We've been experiencing heat in Utrecht, but nothing like that. Our thoughts have been with you folks down south. There were some good articles in Le Monde this morning, but one thing that people have been pointing out is that in addition to mitigation, we need to take serious steps to stop making it worse. At least France has a lot of non-carbon-emitting generation.

The Seine water thing can actually work for both heating and cooling. The Seine is a giant heat sink, so you can dump heat into it in the summer, and you can also draw heat from it in winter. Here in Utrecht we are on district heating, and while it doesn't do cooling at the moment, it certainly can, just as it does in Paris for the Louvre. What that will do to the river ecosystem is of course another question.

Anyway, I know there are still a few more days of this to endure, but I really hope things get better for you. Regarding the air conditioning, your french engineer is correct, but also incorrect: warm air rises, and cool air sinks. So the thermodynamics of your in-window AC are not quite as simple as is being suggested, and you should let go of that guilt! :)

Cherilyn Parsons's avatar

When I rented my current apartment in Paris in early 2025, I hadn't thought much about the fact that it actually has built-in AC; I hadn't had AC in Berkeley or previously in Santa Monica. It's a basic 16th century building on Ile St. Louis that my landlord's family had owned and a few years ago totally renovated (interior spaces), breaking it into multiple apartments. A few of them were fitted with AC that vents out through very long but hidden tubes into the far side of an interior courtyard where no other apartments or windows get hit with the exhaust and where the architecture police don't see it.

Now I feel like I can't ever move from this apartment!
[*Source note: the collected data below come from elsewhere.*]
//! File system helpers with path context on every error.

use std::fs;
use std::path::{Component, Path, PathBuf};
use walkdir::WalkDir;

use crate::constants::DOCUMENT_EXTENSIONS;
use crate::core::{AdaptError, FileOperation, Result};

/// Normalizes a path by resolving `.` and `..` components.
///
/// This is purely lexical: symbolic links are not resolved and the path does
/// not need to exist. A `..` at the root is dropped.
///
/// # Examples
///
/// ```rust
/// use yamladapt::utils::fs::normalize_path;
/// use std::path::{Path, PathBuf};
///
/// let path = Path::new("/foo/./bar/../baz");
/// assert_eq!(normalize_path(path), PathBuf::from("/foo/baz"));
/// ```
#[must_use]
pub fn normalize_path(path: &Path) -> PathBuf {
    let mut components = Vec::new();

    for component in path.components() {
        match component {
            Component::CurDir => {}
            Component::ParentDir => {
                if matches!(components.last(), Some(Component::Normal(_))) {
                    components.pop();
                }
            }
            c => components.push(c),
        }
    }

    components.iter().collect()
}

/// Resolve `path` against `base` and make it absolute and normalized.
///
/// A relative `base` is itself resolved against the working directory.
///
/// # Errors
///
/// Returns [`AdaptError::Io`] if the working directory cannot be determined.
pub fn absolute_path(path: &Path, base: &Path) -> Result<PathBuf> {
    let joined = if path.is_absolute() {
        path.to_path_buf()
    } else {
        base.join(path)
    };
    let absolute = std::path::absolute(&joined)
        .map_err(|e| AdaptError::io(FileOperation::Resolve, &joined, e))?;
    Ok(normalize_path(&absolute))
}

/// Read a whole document as UTF-8 text.
///
/// # Errors
///
/// Returns [`AdaptError::Io`] if the file cannot be read and
/// [`AdaptError::InvalidDocument`] if it is not UTF-8.
pub fn read_document(path: &Path) -> Result<String> {
    let bytes = fs::read(path).map_err(|e| AdaptError::io(FileOperation::Read, path, e))?;
    String::from_utf8(bytes).map_err(|_| AdaptError::InvalidDocument {
        reason: format!("{} is not valid UTF-8", path.display()),
    })
}

/// Whether `path` names a directory.
///
/// # Errors
///
/// Returns [`AdaptError::Io`] if the path cannot be inspected, including when
/// it does not exist.
pub fn is_directory(path: &Path) -> Result<bool> {
    fs::metadata(path)
        .map(|metadata| metadata.is_dir())
        .map_err(|e| AdaptError::io(FileOperation::Metadata, path, e))
}

/// Whether the file name carries one of the document extensions.
#[must_use]
pub fn is_document_file(path: &Path) -> bool {
    path.extension()
        .and_then(|ext| ext.to_str())
        .is_some_and(|ext| DOCUMENT_EXTENSIONS.contains(&ext))
}

/// All document files below `dir`, depth first, sorted by file name.
///
/// Files without a document extension are skipped.
///
/// # Errors
///
/// Returns [`AdaptError::Io`] if any directory in the tree cannot be read.
pub fn document_files_in(dir: &Path) -> Result<Vec<PathBuf>> {
    let mut files = Vec::new();

    for entry in WalkDir::new(dir).follow_links(true).sort_by_file_name() {
        let entry = entry.map_err(|e| {
            let path = e.path().unwrap_or(dir).to_path_buf();
            AdaptError::io(FileOperation::ReadDir, path, e.into())
        })?;

        if !entry.file_type().is_file() {
            continue;
        }
        if is_document_file(entry.path()) {
            files.push(entry.into_path());
        } else {
            tracing::trace!("skipping non-document file {}", entry.path().display());
        }
    }

    Ok(files)
}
I feel a bit guilty (and friends have escaped here to work), but not so guilty that I don't set that thermostat at 23 degrees.

It's really no longer livable in Paris without cooling, and I agree that AC can't be the only solution unless we want the underlying problem to get even worse. It's like taking a strong drug to try to banish an illness rather than treating the actual causes and the whole patient.